*** THE DATA ***

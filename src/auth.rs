// Password hashing and account field validation

use anyhow::{Context, Result};
use bcrypt::{hash, verify, DEFAULT_COST};

// Lowest cost bcrypt accepts
pub const MIN_HASH_COST: u32 = 4;

// Hash a password using bcrypt
pub fn hash_password(password: &str) -> Result<String> {
    hash_password_with_cost(password, DEFAULT_COST)
}

pub fn hash_password_with_cost(password: &str, cost: u32) -> Result<String> {
    hash(password, cost).context("Failed to hash password")
}

// Verify a password against a hash
pub fn verify_password(password: &str, hash: &str) -> Result<bool> {
    verify(password, hash).context("Failed to verify password")
}

// Validate username format
pub fn validate_username(username: &str) -> Result<()> {
    if username.len() < 3 {
        anyhow::bail!("Username must be at least 3 characters");
    }
    if username.len() > 30 {
        anyhow::bail!("Username must be at most 30 characters");
    }
    if !username.chars().all(|c| c.is_alphanumeric() || c == '_' || c == '-') {
        anyhow::bail!("Username can only contain letters, numbers, underscores, and hyphens");
    }
    Ok(())
}

// Validate email shape (local@domain)
pub fn validate_email(email: &str) -> Result<()> {
    let Some((local, domain)) = email.split_once('@') else {
        anyhow::bail!("Email must contain '@'");
    };
    if local.is_empty() || domain.is_empty() {
        anyhow::bail!("Email must have text on both sides of '@'");
    }
    if email.chars().any(char::is_whitespace) {
        anyhow::bail!("Email cannot contain whitespace");
    }
    Ok(())
}

// Test accounts use short passwords, so only emptiness is rejected
pub fn validate_password(password: &str) -> Result<()> {
    if password.is_empty() {
        anyhow::bail!("Password cannot be empty");
    }
    if password.len() > 72 {
        anyhow::bail!("Password must be at most 72 bytes");
    }
    Ok(())
}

*** End of THE DATA ***

### PROBLEM TO WORK ON
Go through the records above. Copy each line in which the string "contain" appears.

### REPLY TO THE EXERCISE
        anyhow::bail!("Username can only contain letters, numbers, underscores, and hyphens");
        anyhow::bail!("Email must contain '@'");
        anyhow::bail!("Email cannot contain whitespace");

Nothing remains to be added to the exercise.